Pour le dire comme la neuroscientifique Maria Wimber dans l’article de
Siegfried, le problème qui surgit lorsque l’on accumule les détails est
celui de « l’overfitting » qui est l’inverse d’un bon modèle assez
général pour être capable de s’accommoder de nombreuses situations
similaires.
Tranquillement donc, différentes pièces du puzzle commencent à
s’assembler pour laisser entrevoir une conception du cerveau qui
s’éloigne des mauvaises métaphores informatiques et s’enracine dans une perspective évolutive qui met l'accent sur l'importance de l'action.
Oublier les détails pour mieux généraliser et donc mieux agir permet, à
long terme et en moyenne (pour employer une précision chère à Friston
et Cie), de maintenir son organisme à l’intérieur des limites
physiologiques de la viabilité, bref de ne pas crever prématurément !

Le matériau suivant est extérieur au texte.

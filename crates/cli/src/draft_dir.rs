// Writes assembled drafts into editor draft folders.

use std::fs;
use std::path::{Path, PathBuf};

use anyhow::{bail, Context};
use chrono::{DateTime, Utc};
use serde::Serialize;
use serde_json::Value;
use tracing::{debug, info, warn};

use cutdraft_core::assembler::{AssemblyReport, DraftAssembler};
use cutdraft_core::document::LEGACY_NEW_VERSION;
use cutdraft_core::meta::{new_meta, update_meta, MetaInfo, CONTENT_FILE, META_FILE, META_INFO_FILE};
use cutdraft_core::reconcile::{LegacyProfile, Repair, SchemaReconciler};
use cutdraft_core::request::DraftRequest;
use cutdraft_core::subtitle::{export_ass, AssOptions};

pub const SUBTITLES_FILE: &str = "subtitles.ass";

/// Merge template used when no template folder is configured.
const EMPTY_CONTENT: &[u8] = br#"{"materials": {}, "tracks": []}"#;

#[derive(Debug, Clone, Serialize)]
pub struct WrittenDraft {
    pub name: String,
    pub draft_id: String,
    pub folder: PathBuf,
    pub duration: u64,
    pub legacy: bool,
    pub report: AssemblyReport,
    pub repairs: Vec<Repair>,
    pub subtitles: Option<PathBuf>,
}

pub struct DraftWriter<'a> {
    assembler: &'a DraftAssembler,
    root: PathBuf,
    template: Option<PathBuf>,
    subtitles: Option<AssOptions>,
}

impl<'a> DraftWriter<'a> {
    pub fn new(assembler: &'a DraftAssembler, root: impl Into<PathBuf>) -> Self {
        Self { assembler, root: root.into(), template: None, subtitles: None }
    }

    pub fn with_template(mut self, template: Option<PathBuf>) -> Self {
        self.template = template;
        self
    }

    /// Also write `subtitles.ass` next to the content file.
    pub fn with_subtitles(mut self, options: Option<AssOptions>) -> Self {
        self.subtitles = options;
        self
    }

    /// Create a new folder for `request` and fill it. The folder is removed
    /// again if any step fails.
    pub fn write(&self, request: &DraftRequest, now: DateTime<Utc>) -> anyhow::Result<WrittenDraft> {
        if let Some(template) = &self.template {
            if !template.is_dir() {
                bail!("template folder `{}` not found", template.display());
            }
        }
        fs::create_dir_all(&self.root)
            .with_context(|| format!("creating drafts root {}", self.root.display()))?;

        let name = display_name(request);
        let staged = StagedFolder::create(self.root.join(folder_name(&name, now)))?;
        let folder = staged.path().to_path_buf();

        if let Some(template) = &self.template {
            copy_dir(template, &folder).with_context(|| {
                format!("copying template {} into {}", template.display(), folder.display())
            })?;
        }

        let assembly = self
            .assembler
            .assemble(request)
            .with_context(|| format!("assembling draft `{name}`"))?;
        let legacy = request.legacy.unwrap_or(self.assembler.options().legacy);

        let content_path = folder.join(CONTENT_FILE);
        let template_bytes = if content_path.is_file() {
            fs::read(&content_path)
                .with_context(|| format!("reading template content {}", content_path.display()))?
        } else {
            EMPTY_CONTENT.to_vec()
        };
        let reconciled = SchemaReconciler::new(LegacyProfile::default(), self.assembler.catalog())
            .merge(&assembly.document, &assembly.pending, &template_bytes, legacy)
            .with_context(|| format!("merging draft `{name}` into its template"))?;
        let content = serde_json::to_vec(&reconciled.content)?;
        write_atomic(&content_path, &content)?;

        let draft_id = reconciled.content["id"]
            .as_str()
            .map(String::from)
            .unwrap_or_else(|| assembly.document.id.clone());
        let duration = assembly.document.duration();
        let info = MetaInfo {
            draft_id: draft_id.clone(),
            draft_name: name.clone(),
            draft_fold_path: folder.to_string_lossy().into_owned(),
            draft_root_path: self.root.to_string_lossy().into_owned(),
            created_us: now.timestamp_micros(),
            modified_us: now.timestamp_micros(),
            duration,
            legacy_version: legacy.then(|| LEGACY_NEW_VERSION.to_string()),
        };
        write_meta(&folder, &info)?;

        let subtitles = match &self.subtitles {
            Some(options) => {
                let path = folder.join(SUBTITLES_FILE);
                write_atomic(&path, export_ass(&assembly.document, options).as_bytes())?;
                Some(path)
            }
            None => None,
        };

        let folder = staged.commit();
        info!(
            draft = %name,
            folder = %folder.display(),
            duration,
            repairs = reconciled.repairs.len(),
            "draft written"
        );
        Ok(WrittenDraft {
            name,
            draft_id,
            folder,
            duration,
            legacy,
            report: assembly.report,
            repairs: reconciled.repairs,
            subtitles,
        })
    }
}

/// Update whichever meta files the folder carries; create
/// `draft_meta_info.json` when it has none.
fn write_meta(folder: &Path, info: &MetaInfo) -> anyhow::Result<()> {
    let mut found = false;
    for file in [META_INFO_FILE, META_FILE] {
        let path = folder.join(file);
        if !path.is_file() {
            continue;
        }
        found = true;
        let raw = fs::read(&path).with_context(|| format!("reading {}", path.display()))?;
        let mut meta: Value = serde_json::from_slice(&raw).unwrap_or_else(|err| {
            warn!(file = %path.display(), error = %err, "meta file unreadable; rewriting");
            Value::Null
        });
        update_meta(&mut meta, info);
        write_atomic(&path, &serde_json::to_vec(&meta)?)?;
    }
    if !found {
        let path = folder.join(META_INFO_FILE);
        write_atomic(&path, &serde_json::to_vec(&new_meta(info))?)?;
    }
    Ok(())
}

fn display_name(request: &DraftRequest) -> String {
    let name = request.draft_name.trim();
    if name.is_empty() {
        "draft".to_string()
    } else {
        name.to_string()
    }
}

/// `<name>_<YYYYmmdd_HHMMSS_micros>` with path separators replaced.
pub fn folder_name(name: &str, now: DateTime<Utc>) -> String {
    let safe: String = name
        .chars()
        .map(|c| if matches!(c, '/' | '\\' | ':') || c.is_control() { '_' } else { c })
        .collect();
    format!("{safe}_{}", now.format("%Y%m%d_%H%M%S_%6f"))
}

// ── Filesystem helpers ─────────────────────────────────────────────

/// A freshly created folder that is deleted on drop unless committed.
struct StagedFolder {
    path: PathBuf,
    committed: bool,
}

impl StagedFolder {
    fn create(path: PathBuf) -> anyhow::Result<Self> {
        fs::create_dir(&path).with_context(|| format!("creating draft folder {}", path.display()))?;
        Ok(Self { path, committed: false })
    }

    fn path(&self) -> &Path {
        &self.path
    }

    fn commit(mut self) -> PathBuf {
        self.committed = true;
        std::mem::take(&mut self.path)
    }
}

impl Drop for StagedFolder {
    fn drop(&mut self) {
        if self.committed {
            return;
        }
        match fs::remove_dir_all(&self.path) {
            Ok(()) => debug!(folder = %self.path.display(), "removed incomplete draft folder"),
            Err(err) => {
                warn!(folder = %self.path.display(), error = %err, "could not remove draft folder")
            }
        }
    }
}

fn copy_dir(from: &Path, to: &Path) -> anyhow::Result<()> {
    fs::create_dir_all(to)?;
    for entry in fs::read_dir(from).with_context(|| format!("reading {}", from.display()))? {
        let entry = entry?;
        let target = to.join(entry.file_name());
        if entry.file_type()?.is_dir() {
            copy_dir(&entry.path(), &target)?;
        } else {
            fs::copy(entry.path(), &target)
                .with_context(|| format!("copying {}", entry.path().display()))?;
        }
    }
    Ok(())
}

/// Write through a sibling temp file and rename over `path`.
pub fn write_atomic(path: &Path, bytes: &[u8]) -> anyhow::Result<()> {
    let file_name = path
        .file_name()
        .with_context(|| format!("{} has no file name", path.display()))?;
    let mut tmp_name = file_name.to_os_string();
    tmp_name.push(".tmp");
    let tmp = path.with_file_name(tmp_name);
    fs::write(&tmp, bytes).with_context(|| format!("writing {}", tmp.display()))?;
    fs::rename(&tmp, path).with_context(|| format!("replacing {}", path.display()))?;
    Ok(())
}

Un petit bémol en terminant à propos du schéma de l’article de Siegfried visant à illustrer comment les engrammes mnésiques se forment et peuvent disparaître. Je préfère de loin l’illustration d’un article de Rodrigo Quian Quiroga
où l’on évoque fort bien ce à quoi pourrait ressembler une assemblée de
neurones sélectionnées formant l’engramme d’un souvenir de Luke
Skywalker. Ou encore, la première illustration de l’article de 2015 de
Sheena A. Josselyn et Paul W. Frankland, Finding the engram (et dont une partie illustre ce billet), les deux neurobiologistes dont l’article de revue de 2018, Memory Allocation: Mechanisms and Function, est cité comme référence par Siegfried¨.